||5R01CA098661-10 Interpret this number
||New York University School Of Medicine
||Vitamin D, Related Genes and Breast Cancer Risk
DESCRIPTION (provided by investigator): A large body of experimental data indicates that vitamin D inhibits cellular proliferation and induces differentiation and apoptosis, suggesting a protective effect against cancer. The enzymes coding for the formation and degradation of 1,25(OH)2D, the active metabolite of vitamin D, are present in both normal and cancer breast cells, as is the vitamin D receptor, a key mediator in the vitamin D pathway. Ecological and case- control studies support a protective role of vitamin D against breast cancer; however, prospective data are sparse. Moreover, few studies have measured circulating 25(OH)D which is considered the best indicator of vitamin D status because it captures both the absorption of vitamin D in the intestine and its production in the skin. We propose to conduct a comprehensive study of the vitamin D pathway in relation to breast cancer risk.
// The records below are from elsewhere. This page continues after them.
impl Orchestrator {
    pub fn new(
        config: PipelineConfig,
        store: Arc<dyn MeasurementStore>,
        metrics: Arc<PipelineMetrics>,
        quality: Arc<Mutex<QualityHistory>>,
        health: HealthReporter,
        scorer: Arc<dyn FaultScorer>,
    ) -> Self {
        let gate = QualityGate::new(QualityConfig {
            null_ratio_threshold: config.null_ratio_threshold,
            reject_threshold: config.quality_reject_threshold,
            ..QualityConfig::default()
        });
        let retry = RetryPolicy::from_config(&config);
        Self {
            inner: Arc::new(OrchestratorInner {
                config,
                store,
                metrics,
                health,
                scorer,
                quality,
                gate,
                transform: TransformConfig::default(),
                retry,
                latest: RwLock::new(None),
                cycle_seq: std::sync::atomic::AtomicU64::new(0),
                cycle_lock: tokio::sync::Mutex::new(()),
                running: tokio::sync::Mutex::new(None),
            }),
        }
    }

    pub fn status(&self) -> PipelineStatus {
        self.inner.metrics.status()
    }

    pub fn health(&self) -> &HealthReporter {
        &self.inner.health
    }

    /// The last successfully exported aggregation set.
    pub fn latest_aggregates(&self) -> Option<Arc<AggregationSet>> {
        self.inner
            .latest
            .read()
            .ok()
            .and_then(|latest| latest.clone())
    }

    pub async fn is_running(&self) -> bool {
        self.inner.running.lock().await.is_some()
    }

    /// Validates the configuration, ensures the schema, flips status to RUNNING
    /// and launches the cycle and maintenance loops. Calling it while already
    /// running is a no-op.
    pub async fn start(&self) -> Result<(), PipelineError> {
        let mut running = self.inner.running.lock().await;
        if running.is_some() {
            return Ok(());
        }

        self.inner.config.validate()?;
        let cancel = CancellationToken::new();
        let store = &self.inner.store;
        self.inner
            .retry
            .run("ensure_schema", &cancel, move || store.ensure_schema())
            .await?;

        self.inner.metrics.consecutive_aborts.store(0, Ordering::Relaxed);
        self.inner.metrics.set_status(PipelineStatus::Running);
        let handles = vec![
            self.spawn_cycle_loop(cancel.clone()),
            self.spawn_maintenance_loop(cancel.clone()),
        ];
        *running = Some(RunningLoops { cancel, handles });
        tracing::info!(
            interval_seconds = self.inner.config.processing_interval_seconds,
            "pipeline started"
        );
        Ok(())
    }

    /// Signals both loops and waits for them up to the stop timeout; a loop
    /// still busy after that is aborted. Ends with a final health report.
    pub async fn stop(&self) {
        let Some(loops) = self.inner.running.lock().await.take() else {
            return;
        };
        tracing::info!("stopping pipeline");
        loops.cancel.cancel();

        let deadline = tokio::time::Instant::now() + self.inner.config.stop_timeout();
        for mut handle in loops.handles {
            match tokio::time::timeout_at(deadline, &mut handle).await {
                Ok(Ok(())) => {}
                Ok(Err(err)) => tracing::warn!(error = %err, "pipeline loop ended abnormally"),
                Err(_) => {
                    tracing::warn!(
                        timeout_seconds = self.inner.config.stop_timeout_seconds,
                        "pipeline loop did not stop in time; aborting"
                    );
                    handle.abort();
                }
            }
        }

        self.inner.metrics.set_status(PipelineStatus::Stopped);
        let report = self.inner.health.capture_and_publish().await;
        tracing::info!(
            records_processed = report.metrics.records_processed,
            cycles_completed = report.metrics.cycles_completed,
            "pipeline stopped"
        );
    }

    pub async fn run_cycle(&self) -> CycleOutcome {
        self.run_cycle_at(Utc::now()).await
    }

    /// Runs one cycle as if the clock read `now`. Cycles never overlap.
    pub async fn run_cycle_at(&self, now: DateTime<Utc>) -> CycleOutcome {
        self.run_cycle_with(now, &CancellationToken::new()).await
    }

    async fn run_cycle_with(&self, now: DateTime<Utc>, cancel: &CancellationToken) -> CycleOutcome {
        let _guard = self.inner.cycle_lock.lock().await;
        let started = Instant::now();
        let ctx = CycleContext {
            cycle: self.inner.cycle_seq.fetch_add(1, Ordering::Relaxed) + 1,
            now,
            window_start: now - self.inner.config.extract_window(),
        };

        let outcome = self.execute(&ctx, cancel).await;
        self.settle(&ctx, &outcome);
        if matches!(outcome, CycleOutcome::Completed { .. }) {
            self.inner.metrics.record_cycle_duration(started.elapsed());
        }
        tracing::info!(
            cycle = ctx.cycle,
            outcome = outcome.label(),
            records = outcome.window_len(),
            elapsed_ms = started.elapsed().as_millis() as u64,
            status = self.status().as_str(),
            "cycle finished"
        );
        outcome
    }

    async fn execute(&self, ctx: &CycleContext, cancel: &CancellationToken) -> CycleOutcome {
        let inner = &self.inner;
        let store = &inner.store;

        let since = ctx.window_start;
        let window = match inner
            .retry
            .run("extract_window", cancel, move || store.extract_window(since))
            .await
        {
            Ok(window) => window,
            Err(err) => {
                return CycleOutcome::Aborted {
                    reason: format!("extract failed: {err}"),
                }
            }
        };
        if window.is_empty() {
            tracing::info!(
                cycle = ctx.cycle,
                since = %ctx.window_start,
                "no measurements in window"
            );
            return CycleOutcome::EmptyWindow;
        }

        let report = inner.gate.evaluate(&window, ctx.now);
        inner
            .quality
            .lock()
            .unwrap_or_else(PoisonError::into_inner)
            .extend(report.checks.iter().cloned());
        for check in report.failed_checks() {
            tracing::warn!(
                cycle = ctx.cycle,
                check = %check.check_name,
                affected = check.affected_records,
                message = %check.message,
                "quality check failed"
            );
        }
        if report.verdict == WindowVerdict::Rejected {
            let err = PipelineError::QualityRejected {
                window_len: window.len(),
                failed_checks: report.failed_names(),
            };
            return CycleOutcome::Aborted {
                reason: err.to_string(),
            };
        }

        let transformed = transform_window(&window, &inner.transform);
        tracing::debug!(
            cycle = ctx.cycle,
            imputed = transformed.imputed,
            clipped = transformed.clipped,
            "transformed window"
        );

        let mut set = aggregate_window(
            &transformed.records,
            &inner.gate.config().monitored,
            ctx.window_start,
            ctx.now,
        );
        set.predictions = score_latest(&transformed.records, inner.scorer.as_ref());
        let alerts = set
            .predictions
            .iter()
            .filter(|prediction| prediction.alert_level == AlertLevel::High)
            .inspect(|prediction| {
                tracing::warn!(
                    device = %prediction.device_id,
                    probability = prediction.fault_probability,
                    "high fault probability"
                );
            })
            .count();

        let pending = &set;
        if let Err(err) = inner
            .retry
            .run("replace_aggregates", cancel, move || store.replace_aggregates(pending))
            .await
        {
            return CycleOutcome::Aborted {
                reason: format!("export failed: {err}"),
            };
        }
        for (view, rows) in set.view_sizes() {
            tracing::debug!(cycle = ctx.cycle, view, rows, "exported view");
        }
        if let Some(dir) = inner.config.export_dir.as_deref() {
            match export_cycle(dir, &transformed.records, &set).await {
                Ok(files) => tracing::info!(
                    cycle = ctx.cycle,
                    files = files.len(),
                    dir = %dir.display(),
                    "exported cycle files"
                ),
                Err(err) => {
                    tracing::warn!(cycle = ctx.cycle, error = %err, "failed to export cycle files")
                }
            }
        }

        let predictions = set.predictions.len();
        if let Ok(mut latest) = inner.latest.write() {
            *latest = Some(Arc::new(set));
        }

        CycleOutcome::Completed {
            window_len: window.len(),
            verdict: report.verdict,
            predictions,
            alerts,
        }
    }

    /// Applies a cycle outcome to the counters and the status machine.
    /// STOPPED is only left through `start`.
    fn settle(&self, ctx: &CycleContext, outcome: &CycleOutcome) {
        let metrics = &self.inner.metrics;
        match outcome {
            CycleOutcome::Completed {
                window_len,
                predictions,
                alerts,
                ..
            } => {
                metrics.cycles_completed.fetch_add(1, Ordering::Relaxed);
                metrics
                    .cycle_records_processed
                    .fetch_add(*window_len as u64, Ordering::Relaxed);
                metrics
                    .predictions_emitted
                    .fetch_add(*predictions as u64, Ordering::Relaxed);
                metrics.alerts_emitted.fetch_add(*alerts as u64, Ordering::Relaxed);
                metrics.consecutive_aborts.store(0, Ordering::Relaxed);
                if metrics.status() == PipelineStatus::Degraded {
                    metrics.set_status(PipelineStatus::Running);
                    tracing::info!(cycle = ctx.cycle, "pipeline recovered");
                }
            }
            CycleOutcome::EmptyWindow => {}
            CycleOutcome::Aborted { reason } => {
                metrics.cycles_aborted.fetch_add(1, Ordering::Relaxed);
                metrics.errors_count.fetch_add(1, Ordering::Relaxed);
                metrics.record_error(reason.clone());
                let streak = metrics.consecutive_aborts.fetch_add(1, Ordering::Relaxed) + 1;
                tracing::warn!(cycle = ctx.cycle, streak, reason = %reason, "cycle aborted");
                if streak >= self.inner.config.degraded_after_aborts
                    && metrics.status() == PipelineStatus::Running
                {
                    metrics.set_status(PipelineStatus::Degraded);
                    tracing::warn!(streak, "pipeline degraded");
                }
            }
        }
    }

    fn spawn_cycle_loop(&self, cancel: CancellationToken) -> JoinHandle<()> {
        let this = self.clone();
        tokio::spawn(async move {
            let period = this.inner.config.processing_interval();
            let mut ticker = tokio::time::interval_at(tokio::time::Instant::now() + period, period);
            ticker.set_missed_tick_behavior(MissedTickBehavior::Skip);
            loop {
                tokio::select! {
                    _ = cancel.cancelled() => break,
                    _ = ticker.tick() => {
                        this.run_cycle_with(Utc::now(), &cancel).await;
                    }
                }
            }
        })
    }

    fn spawn_maintenance_loop(&self, cancel: CancellationToken) -> JoinHandle<()> {
        let this = self.clone();
        tokio::spawn(async move {
            let mut schedule = MaintenanceSchedule::new(Utc::now(), &this.inner.config);
            let mut ticker = tokio::time::interval(this.inner.config.maintenance_poll_interval());
            ticker.set_missed_tick_behavior(MissedTickBehavior::Delay);
            loop {
                tokio::select! {
                    _ = cancel.cancelled() => break,
                    _ = ticker.tick() => {
                        for task in schedule.due(Utc::now()) {
                            this.run_maintenance(task, &cancel).await;
                        }
                        let errors = this.inner.metrics.errors_count.load(Ordering::Relaxed);
                        if errors > HIGH_ERROR_COUNT {
                            tracing::warn!(errors, "high pipeline error count");
                        }
                    }
                }
            }
        })
    }

    pub async fn run_maintenance(&self, task: MaintenanceTask, cancel: &CancellationToken) {
        match task {
            MaintenanceTask::HealthReport => {
                let report = self.inner.health.capture_and_publish().await;
                tracing::info!(
                    status = report.pipeline_status.as_str(),
                    success_rate = report.success_rate,
                    queue_depth = report.queue_depth,
                    "health report"
                );
            }
            MaintenanceTask::RetentionCleanup => {
                let cutoff =
                    Utc::now() - chrono::Duration::days(self.inner.config.retention_days as i64);
                let store = &self.inner.store;
                match self
                    .inner
                    .retry
                    .run("purge_before", cancel, move || store.purge_before(cutoff))
                    .await
                {
                    Ok(removed) => {
                        tracing::info!(removed, cutoff = %cutoff, "purged expired measurements")
                    }
                    Err(err) => {
                        self.inner.metrics.errors_count.fetch_add(1, Ordering::Relaxed);
                        self.inner.metrics.record_error(err.to_string());
                        tracing::warn!(error = %err, "retention cleanup failed");
                    }
                }
            }
        }
    }
}
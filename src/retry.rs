use crate::config::PipelineConfig;
use crate::error::PipelineError;
use crate::store::StoreError;
use std::future::Future;
use std::time::Duration;
use tokio_util::sync::CancellationToken;

/// Fixed-delay retry around a single store operation. Each attempt is bounded
/// by `attempt_timeout`; only transient failures are retried.
#[derive(Debug, Clone, Copy, PartialEq)]
pub struct RetryPolicy {
    pub max_attempts: u32,
    pub delay: Duration,
    pub attempt_timeout: Duration,
    /// A timed-out attempt may still have committed server side. Non-idempotent
    /// operations turn this off and surface the timeout instead.
    pub retry_timeouts: bool,
}

impl RetryPolicy {
    pub fn from_config(config: &PipelineConfig) -> Self {
        Self {
            max_attempts: config.max_retries.max(1),
            delay: config.retry_delay(),
            attempt_timeout: config.transaction_timeout(),
            retry_timeouts: true,
        }
    }

    pub fn without_timeout_retry(self) -> Self {
        Self {
            retry_timeouts: false,
            ..self
        }
    }

    fn should_retry(&self, err: &StoreError) -> bool {
        match err {
            StoreError::Timeout(_) => self.retry_timeouts,
            other => other.is_transient(),
        }
    }

    pub async fn run<T, F, Fut>(
        &self,
        operation: &'static str,
        cancel: &CancellationToken,
        mut f: F,
    ) -> Result<T, PipelineError>
    where
        F: FnMut() -> Fut,
        Fut: Future<Output = Result<T, StoreError>>,
    {
        let max_attempts = self.max_attempts.max(1);
        let mut attempt = 0u32;
        loop {
            attempt += 1;
            let result = match tokio::time::timeout(self.attempt_timeout, f()).await {
                Ok(result) => result,
                Err(_) => Err(StoreError::Timeout(self.attempt_timeout)),
            };
            let err = match result {
                Ok(value) => return Ok(value),
                Err(err) => err,
            };

            if !self.should_retry(&err) || attempt >= max_attempts || cancel.is_cancelled() {
                return Err(PipelineError::Store {
                    attempts: attempt,
                    source: err,
                });
            }
            tracing::debug!(operation, attempt, error = %err, "store operation failed; retrying");

            tokio::select! {
                _ = cancel.cancelled() => {
                    return Err(PipelineError::Store { attempts: attempt, source: err });
                }
                _ = tokio::time::sleep(self.delay) => {}
            }
        }
    }
}

#[cfg(test)]
mod tests {
    use super::*;
    use std::sync::atomic::{AtomicU32, Ordering};

    fn policy() -> RetryPolicy {
        RetryPolicy {
            max_attempts: 3,
            delay: Duration::from_millis(1),
            attempt_timeout: Duration::from_millis(200),
            retry_timeouts: true,
        }
    }

    #[tokio::test]
    async fn transient_failures_are_retried_until_success() {
        let calls = AtomicU32::new(0);
        let counter = &calls;
        let result = policy()
            .run("test", &CancellationToken::new(), move || async move {
                if counter.fetch_add(1, Ordering::SeqCst) < 2 {
                    Err(StoreError::Unavailable("down".to_string()))
                } else {
                    Ok(7)
                }
            })
            .await;
        assert_eq!(result.expect("third attempt succeeds"), 7);
        assert_eq!(calls.load(Ordering::SeqCst), 3);
    }

    #[tokio::test]
    async fn permanent_failures_are_not_retried() {
        let calls = AtomicU32::new(0);
        let counter = &calls;
        let result: Result<(), _> = policy()
            .run("test", &CancellationToken::new(), move || async move {
                counter.fetch_add(1, Ordering::SeqCst);
                Err(StoreError::Rejected("constraint".to_string()))
            })
            .await;
        assert!(matches!(result, Err(PipelineError::Store { attempts: 1, .. })));
        assert_eq!(calls.load(Ordering::SeqCst), 1);
    }

    #[tokio::test]
    async fn slow_attempts_time_out_and_exhaust() {
        let mut policy = policy();
        policy.attempt_timeout = Duration::from_millis(5);
        let result: Result<(), _> = policy
            .run("test", &CancellationToken::new(), || async {
                tokio::time::sleep(Duration::from_secs(5)).await;
                Ok(())
            })
            .await;
        match result {
            Err(err @ PipelineError::Store { attempts: 3, .. }) => {
                assert!(err.is_transient_store_failure());
            }
            other => panic!("unexpected result: {other:?}"),
        }
    }

    #[tokio::test]
    async fn timeouts_surface_immediately_when_not_retried() {
        let calls = AtomicU32::new(0);
        let counter = &calls;
        let mut policy = policy().without_timeout_retry();
        policy.attempt_timeout = Duration::from_millis(5);
        let result: Result<(), _> = policy
            .run("test", &CancellationToken::new(), move || async move {
                counter.fetch_add(1, Ordering::SeqCst);
                tokio::time::sleep(Duration::from_secs(5)).await;
                Ok(())
            })
            .await;
        assert!(matches!(
            result,
            Err(PipelineError::Store {
                attempts: 1,
                source: StoreError::Timeout(_)
            })
        ));
        assert_eq!(calls.load(Ordering::SeqCst), 1);
    }

    #[tokio::test]
    async fn unavailable_is_still_retried_without_timeout_retry() {
        let calls = AtomicU32::new(0);
        let counter = &calls;
        let result = policy()
            .without_timeout_retry()
            .run("test", &CancellationToken::new(), move || async move {
                if counter.fetch_add(1, Ordering::SeqCst) == 0 {
                    Err(StoreError::Unavailable("down".to_string()))
                } else {
                    Ok(())
                }
            })
            .await;
        assert!(result.is_ok());
        assert_eq!(calls.load(Ordering::SeqCst), 2);
    }
}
Because vitamin D impacts cell proliferation, the main mechanism by which estrogens increase breast cancer risk, we will also assess whether vitamin D modifies the association of circulating estradiol with breast cancer risk in postmenopausal women. The study will be a case-control study nested within two cohorts, the NYU Women's Health Study and the Mammary Screening Cohort in Sweden. These two cohorts have a similar design and collected biological samples prospectively. A total of 1,995 incident cases is expected to be observed within these two cohorts. One (or two for cases d 52 years of age) control(s) will be selected for each case, matching the case on cohort, race/ethnicity, menopausal status, age at, and date of, blood donation. In addition to baseline measurements, we will assess 25(OH)D at repeat points in time in about 50 percent of the matched sets (2 samples in 25 percent and 3 samples in 25 percent). We will also assess genetic variation in vitamin D-related genes (CYP27A1, CYP24A1, DBP, VDR, and RXRA) and evaluate the joint effects of circulating 25(OH)D and variants in these genes on breast cancer risk. Circulating levels of estradiol will be measured in postmenopausal matched sets.